EXERCISE AIM:
Copy out every line of the data exactly.

GIVEN RECORDS:
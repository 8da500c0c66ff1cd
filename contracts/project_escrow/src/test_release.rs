extern crate std;

use soroban_sdk::{testutils::Address as _, Address};

use crate::guard::ReentrancyGuard;
use crate::invariants::{assert_all_project_invariants, assert_valid_state_transition};
use crate::test::{Harness, UNIT};
use crate::storage::DataKey;
use crate::{Error, ProjectState, Role};

#[test]
fn test_admin_releases_milestone_to_recipient() {
    let h = Harness::new();
    let (id, recipient) = h.create(&["Wells", "Pumps"], &[UNIT, 2 * UNIT]);
    let donor = h.donor(3 * UNIT);
    h.client.donate(&id, &donor, &(3 * UNIT));

    h.client.release_milestone(&h.admin, &id, &0);

    let project = h.client.get_project(&id);
    assert!(project.milestones.get(0).unwrap().released);
    assert!(!project.milestones.get(1).unwrap().released);
    assert_eq!(project.funds_released, UNIT);
    assert_eq!(project.state, ProjectState::Active);
    assert_eq!(h.balance(&recipient), UNIT);
    assert_eq!(h.balance(&h.client.address), 2 * UNIT);
    assert_eq!(h.client.escrow_balance(&id), 2 * UNIT);
    assert_all_project_invariants(&project);
}

#[test]
fn test_releasing_every_milestone_completes_project() {
    let h = Harness::new();
    let (id, recipient) = h.create(&["Wells", "Pumps"], &[UNIT, 2 * UNIT]);
    let donor = h.donor(3 * UNIT);
    h.client.donate(&id, &donor, &(3 * UNIT));

    h.client.release_milestone(&h.admin, &id, &1);
    h.client.release_milestone(&h.admin, &id, &0);

    let project = h.client.get_project(&id);
    assert_valid_state_transition(&ProjectState::Active, &project.state);
    assert_eq!(project.state, ProjectState::Completed);
    assert_eq!(project.funds_released, 3 * UNIT);
    assert_eq!(h.balance(&recipient), 3 * UNIT);
    assert_eq!(h.balance(&h.client.address), 0);
    assert_all_project_invariants(&project);

    let late = h.donor(1);
    assert_eq!(
        h.client.try_donate(&id, &late, &1),
        Err(Ok(Error::ProjectNotActive))
    );
    assert_eq!(
        h.client.try_release_milestone(&h.admin, &id, &0),
        Err(Ok(Error::ProjectNotActive))
    );
}

#[test]
fn test_partial_funding_releases_only_covered_milestones() {
    let h = Harness::new();
    let (id, _) = h.create(&["A", "B"], &[400, 600]);
    let donor = h.donor(500);
    h.client.donate(&id, &donor, &500);

    assert_eq!(
        h.client.try_release_milestone(&h.admin, &id, &1),
        Err(Ok(Error::InsufficientEscrow))
    );
    h.client.release_milestone(&h.admin, &id, &0);
    assert_eq!(h.client.escrow_balance(&id), 100);

    let project = h.client.get_project(&id);
    assert_eq!(project.funds_released, 400);
    assert!(!project.milestones.get(1).unwrap().released);
}

#[test]
fn test_release_rejects_bad_requests() {
    let h = Harness::new();
    let (id, _) = h.create(&["A", "B"], &[100, 100]);
    let donor = h.donor(200);
    h.client.donate(&id, &donor, &200);

    assert_eq!(
        h.client.try_release_milestone(&h.admin, &7, &0),
        Err(Ok(Error::ProjectNotFound))
    );
    assert_eq!(
        h.client.try_release_milestone(&h.admin, &id, &2),
        Err(Ok(Error::MilestoneNotFound))
    );

    h.client.release_milestone(&h.admin, &id, &0);
    assert_eq!(
        h.client.try_release_milestone(&h.admin, &id, &0),
        Err(Ok(Error::MilestoneAlreadyReleased))
    );
    assert_eq!(h.client.get_project(&id).funds_released, 100);
}

#[test]
fn test_only_authorized_callers_release() {
    let h = Harness::new();
    let (id, recipient) = h.create(&["A"], &[100]);
    let donor = h.donor(100);
    h.client.donate(&id, &donor, &100);

    let stranger = Address::generate(&h.env);
    assert_eq!(
        h.client.try_release_milestone(&stranger, &id, &0),
        Err(Ok(Error::NotAuthorized))
    );
    assert_eq!(
        h.client.try_release_milestone(&recipient, &id, &0),
        Err(Ok(Error::NotAuthorized))
    );
    assert_eq!(h.client.get_project(&id).funds_released, 0);
}

#[test]
fn test_verifier_can_release_until_revoked() {
    let h = Harness::new();
    let (id, _) = h.create(&["A", "B"], &[100, 100]);
    let donor = h.donor(200);
    h.client.donate(&id, &donor, &200);

    let verifier = Address::generate(&h.env);
    h.client.set_verifier(&h.admin, &verifier);
    assert_eq!(h.client.role_of(&verifier), Some(Role::Verifier));

    h.client.release_milestone(&verifier, &id, &0);

    h.client.revoke_role(&h.admin, &verifier);
    assert_eq!(h.client.role_of(&verifier), None);
    assert_eq!(
        h.client.try_release_milestone(&verifier, &id, &1),
        Err(Ok(Error::NotAuthorized))
    );
}

#[test]
fn test_role_management_rules() {
    let h = Harness::new();
    let verifier = Address::generate(&h.env);
    let stranger = Address::generate(&h.env);

    assert_eq!(h.client.role_of(&h.admin), Some(Role::Admin));
    assert_eq!(
        h.client.try_set_verifier(&stranger, &verifier),
        Err(Ok(Error::NotAuthorized))
    );
    assert_eq!(
        h.client.try_revoke_role(&h.admin, &h.admin),
        Err(Ok(Error::NotAuthorized))
    );
    assert_eq!(
        h.client.try_set_verifier(&h.admin, &h.admin),
        Err(Ok(Error::NotAuthorized))
    );
    assert_eq!(
        h.client.try_revoke_role(&h.admin, &stranger),
        Err(Ok(Error::RoleNotFound))
    );

    h.client.set_verifier(&h.admin, &verifier);
    assert_eq!(
        h.client.try_set_verifier(&verifier, &stranger),
        Err(Ok(Error::NotAuthorized))
    );
}

#[test]
fn test_zero_amount_milestone_releases_without_transfer() {
    let h = Harness::new();
    let (id, recipient) = h.create(&["Paperwork", "Build"], &[0, 50]);

    h.client.release_milestone(&h.admin, &id, &0);
    assert_eq!(h.balance(&recipient), 0);

    let donor = h.donor(50);
    h.client.donate(&id, &donor, &50);
    h.client.release_milestone(&h.admin, &id, &1);

    let project = h.client.get_project(&id);
    assert_eq!(project.state, ProjectState::Completed);
    assert_eq!(h.balance(&recipient), 50);
    assert_all_project_invariants(&project);
}

#[test]
fn test_reentrancy_lock_is_exclusive_and_released_on_drop() {
    let h = Harness::new();
    let (id, _) = h.create(&["A"], &[100]);

    h.env.as_contract(&h.client.address, || {
        let held = ReentrancyGuard::enter(&h.env).unwrap();
        assert_eq!(ReentrancyGuard::enter(&h.env).err(), Some(Error::Reentrant));
        drop(held);
        assert!(!h.env.storage().temporary().has(&DataKey::Lock));
        assert!(ReentrancyGuard::enter(&h.env).is_ok());
    });

    let donor = h.donor(100);
    h.client.donate(&id, &donor, &100);
    h.client.release_milestone(&h.admin, &id, &0);
    let locked = h
        .env
        .as_contract(&h.client.address, || h.env.storage().temporary().has(&DataKey::Lock));
    assert!(!locked);
    assert_eq!(Error::Reentrant.kind(), crate::ErrorKind::State);
}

SOLUTION FOR THIS EXERCISE:
repository 8da500c0c66ff1cd
filename contracts/project_escrow/src/test_release.rs
extern crate std;

use soroban_sdk::{testutils::Address as _, Address};

use crate::guard::ReentrancyGuard;
use crate::invariants::{assert_all_project_invariants, assert_valid_state_transition};
use crate::test::{Harness, UNIT};
use crate::storage::DataKey;
use crate::{Error, ProjectState, Role};

#[test]
fn test_admin_releases_milestone_to_recipient() {
    let h = Harness::new();
    let (id, recipient) = h.create(&["Wells", "Pumps"], &[UNIT, 2 * UNIT]);
    let donor = h.donor(3 * UNIT);
    h.client.donate(&id, &donor, &(3 * UNIT));

    h.client.release_milestone(&h.admin, &id, &0);

    let project = h.client.get_project(&id);
    assert!(project.milestones.get(0).unwrap().released);
    assert!(!project.milestones.get(1).unwrap().released);
    assert_eq!(project.funds_released, UNIT);
    assert_eq!(project.state, ProjectState::Active);
    assert_eq!(h.balance(&recipient), UNIT);
    assert_eq!(h.balance(&h.client.address), 2 * UNIT);
    assert_eq!(h.client.escrow_balance(&id), 2 * UNIT);
    assert_all_project_invariants(&project);
}

#[test]
fn test_releasing_every_milestone_completes_project() {
    let h = Harness::new();
    let (id, recipient) = h.create(&["Wells", "Pumps"], &[UNIT, 2 * UNIT]);
    let donor = h.donor(3 * UNIT);
    h.client.donate(&id, &donor, &(3 * UNIT));

    h.client.release_milestone(&h.admin, &id, &1);
    h.client.release_milestone(&h.admin, &id, &0);

    let project = h.client.get_project(&id);
    assert_valid_state_transition(&ProjectState::Active, &project.state);
    assert_eq!(project.state, ProjectState::Completed);
    assert_eq!(project.funds_released, 3 * UNIT);
    assert_eq!(h.balance(&recipient), 3 * UNIT);
    assert_eq!(h.balance(&h.client.address), 0);
    assert_all_project_invariants(&project);

    let late = h.donor(1);
    assert_eq!(
        h.client.try_donate(&id, &late, &1),
        Err(Ok(Error::ProjectNotActive))
    );
    assert_eq!(
        h.client.try_release_milestone(&h.admin, &id, &0),
        Err(Ok(Error::ProjectNotActive))
    );
}

#[test]
fn test_partial_funding_releases_only_covered_milestones() {
    let h = Harness::new();
    let (id, _) = h.create(&["A", "B"], &[400, 600]);
    let donor = h.donor(500);
    h.client.donate(&id, &donor, &500);

    assert_eq!(
        h.client.try_release_milestone(&h.admin, &id, &1),
        Err(Ok(Error::InsufficientEscrow))
    );
    h.client.release_milestone(&h.admin, &id, &0);
    assert_eq!(h.client.escrow_balance(&id), 100);

    let project = h.client.get_project(&id);
    assert_eq!(project.funds_released, 400);
    assert!(!project.milestones.get(1).unwrap().released);
}

#[test]
fn test_release_rejects_bad_requests() {
    let h = Harness::new();
    let (id, _) = h.create(&["A", "B"], &[100, 100]);
    let donor = h.donor(200);
    h.client.donate(&id, &donor, &200);

    assert_eq!(
        h.client.try_release_milestone(&h.admin, &7, &0),
        Err(Ok(Error::ProjectNotFound))
    );
    assert_eq!(
        h.client.try_release_milestone(&h.admin, &id, &2),
        Err(Ok(Error::MilestoneNotFound))
    );

    h.client.release_milestone(&h.admin, &id, &0);
    assert_eq!(
        h.client.try_release_milestone(&h.admin, &id, &0),
        Err(Ok(Error::MilestoneAlreadyReleased))
    );
    assert_eq!(h.client.get_project(&id).funds_released, 100);
}

#[test]
fn test_only_authorized_callers_release() {
    let h = Harness::new();
    let (id, recipient) = h.create(&["A"], &[100]);
    let donor = h.donor(100);
    h.client.donate(&id, &donor, &100);

    let stranger = Address::generate(&h.env);
    assert_eq!(
        h.client.try_release_milestone(&stranger, &id, &0),
        Err(Ok(Error::NotAuthorized))
    );
    assert_eq!(
        h.client.try_release_milestone(&recipient, &id, &0),
        Err(Ok(Error::NotAuthorized))
    );
    assert_eq!(h.client.get_project(&id).funds_released, 0);
}

#[test]
fn test_verifier_can_release_until_revoked() {
    let h = Harness::new();
    let (id, _) = h.create(&["A", "B"], &[100, 100]);
    let donor = h.donor(200);
    h.client.donate(&id, &donor, &200);

    let verifier = Address::generate(&h.env);
    h.client.set_verifier(&h.admin, &verifier);
    assert_eq!(h.client.role_of(&verifier), Some(Role::Verifier));

    h.client.release_milestone(&verifier, &id, &0);

    h.client.revoke_role(&h.admin, &verifier);
    assert_eq!(h.client.role_of(&verifier), None);
    assert_eq!(
        h.client.try_release_milestone(&verifier, &id, &1),
        Err(Ok(Error::NotAuthorized))
    );
}

#[test]
fn test_role_management_rules() {
    let h = Harness::new();
    let verifier = Address::generate(&h.env);
    let stranger = Address::generate(&h.env);

    assert_eq!(h.client.role_of(&h.admin), Some(Role::Admin));
    assert_eq!(
        h.client.try_set_verifier(&stranger, &verifier),
        Err(Ok(Error::NotAuthorized))
    );
    assert_eq!(
        h.client.try_revoke_role(&h.admin, &h.admin),
        Err(Ok(Error::NotAuthorized))
    );
    assert_eq!(
        h.client.try_set_verifier(&h.admin, &h.admin),
        Err(Ok(Error::NotAuthorized))
    );
    assert_eq!(
        h.client.try_revoke_role(&h.admin, &stranger),
        Err(Ok(Error::RoleNotFound))
    );

    h.client.set_verifier(&h.admin, &verifier);
    assert_eq!(
        h.client.try_set_verifier(&verifier, &stranger),
        Err(Ok(Error::NotAuthorized))
    );
}

#[test]
fn test_zero_amount_milestone_releases_without_transfer() {
    let h = Harness::new();
    let (id, recipient) = h.create(&["Paperwork", "Build"], &[0, 50]);

    h.client.release_milestone(&h.admin, &id, &0);
    assert_eq!(h.balance(&recipient), 0);

    let donor = h.donor(50);
    h.client.donate(&id, &donor, &50);
    h.client.release_milestone(&h.admin, &id, &1);

    let project = h.client.get_project(&id);
    assert_eq!(project.state, ProjectState::Completed);
    assert_eq!(h.balance(&recipient), 50);
    assert_all_project_invariants(&project);
}

#[test]
fn test_reentrancy_lock_is_exclusive_and_released_on_drop() {
    let h = Harness::new();
    let (id, _) = h.create(&["A"], &[100]);

    h.env.as_contract(&h.client.address, || {
        let held = ReentrancyGuard::enter(&h.env).unwrap();
        assert_eq!(ReentrancyGuard::enter(&h.env).err(), Some(Error::Reentrant));
        drop(held);
        assert!(!h.env.storage().temporary().has(&DataKey::Lock));
        assert!(ReentrancyGuard::enter(&h.env).is_ok());
    });

    let donor = h.donor(100);
    h.client.donate(&id, &donor, &100);
    h.client.release_milestone(&h.admin, &id, &0);
    let locked = h
        .env
        .as_contract(&h.client.address, || h.env.storage().temporary().has(&DataKey::Lock));
    assert!(!locked);
    assert_eq!(Error::Reentrant.kind(), crate::ErrorKind::State);
}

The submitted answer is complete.